Rocznica rzezi wołyńskiej. Ambasador Ukrainy zabrał głos

Rocznica rzezi wołyńskiej. Ambasador Ukrainy zabrał głos

Dodano: 
Andrij Melnyk, były ambasador Ukrainy w Niemczech
Andrij Melnyk, były ambasador Ukrainy w Niemczech Źródło: Wikimedia Commons
Przy okazji okazji rocznicy rzezi wołyńskiej głos zabrał ustępujący ze stanowiska ambasador Ukrainy w Berlinie Andrij Melnyk.
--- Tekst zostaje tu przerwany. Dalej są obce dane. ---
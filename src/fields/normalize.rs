use regex::Regex;

/// Canonicalizes worksheet labels so spelling variants share one key.
///
/// Whitespace runs collapse to one space, a leading enumeration token
/// (`a.`, `6.`, `12.`, with or without a following space) is dropped, every colon cluster (`" : :"`) becomes a
/// single `:`, and one trailing `:` is stripped. The steps repeat until the
/// text stops changing, so `normalize` is idempotent.
#[derive(Debug, Clone)]
pub struct LabelNormalizer {
    whitespace: Regex,
    enumeration: Regex,
    colon_cluster: Regex,
}

impl LabelNormalizer {
    pub fn new() -> Result<Self, regex::Error> {
        Ok(Self {
            whitespace: Regex::new(r"\s+")?,
            enumeration: Regex::new(r"^(?:[A-Za-z]|\d+)\.\s*")?,
            colon_cluster: Regex::new(r"\s*:[\s:]*")?,
        })
    }

    pub fn normalize(&self, label: &str) -> String {
        let mut current = self.normalize_once(label);
        loop {
            let next = self.normalize_once(&current);
            if next == current {
                return current;
            }
            current = next;
        }
    }

    fn normalize_once(&self, label: &str) -> String {
        let collapsed = self.whitespace.replace_all(label.trim(), " ");
        let without_enumeration = self.enumeration.replace(&collapsed, "");
        let colons = self
            .colon_cluster
            .replace_all(without_enumeration.trim(), ":");
        let trimmed = colons.trim();
        trimmed
            .strip_suffix(':')
            .unwrap_or(trimmed)
            .trim_end()
            .to_string()
    }

    /// Regex source matching `normalized` inside raw, un-normalized text:
    /// spaces accept any whitespace run and colons accept colon clusters.
    pub fn loose_pattern(normalized: &str) -> String {
        let mut pattern = String::with_capacity(normalized.len() * 2);
        for ch in normalized.chars() {
            match ch {
                ' ' => pattern.push_str(r"\s+"),
                ':' => pattern.push_str(r"\s*:[\s:]*"),
                other => pattern.push_str(&regex::escape(other.encode_utf8(&mut [0; 4]))),
            }
        }
        pattern
    }
}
11 lipca w Polsce obchodzony jest Narodowy Dzień Pamięci Ofiar Ludobójstwa dokonanego przez ukraińskich nacjonalistów na obywatelach II Rzeczypospolitej Polskiej. W oficjalnych uroczystościach udział brali prezydent Andrzej Dudapremier Mateusz Morawiecki.

twitter

Jak zwrócił uwagę sekretarz stanu w Kancelarii Prezydenta, szef Biura Polityki Międzynarodowej Jakub Kumoch, dzisiaj w obchodach rocznicy rzezi wołyńskiej po raz pierwszy uczestniczył ambasador Ukrainy w Polsce Vasyl Zwarych. Dyplomata za kilka dni ma zastąpić na stanowisku ambasadora Andrija Deszczycę.

Melnyk o rzezi wołyńskiej

Tymczasem głos z okazji rocznicy zabrał ustępujący ze stanowiska ambasador Ukrainy w Berlinie Andrij Melnyk.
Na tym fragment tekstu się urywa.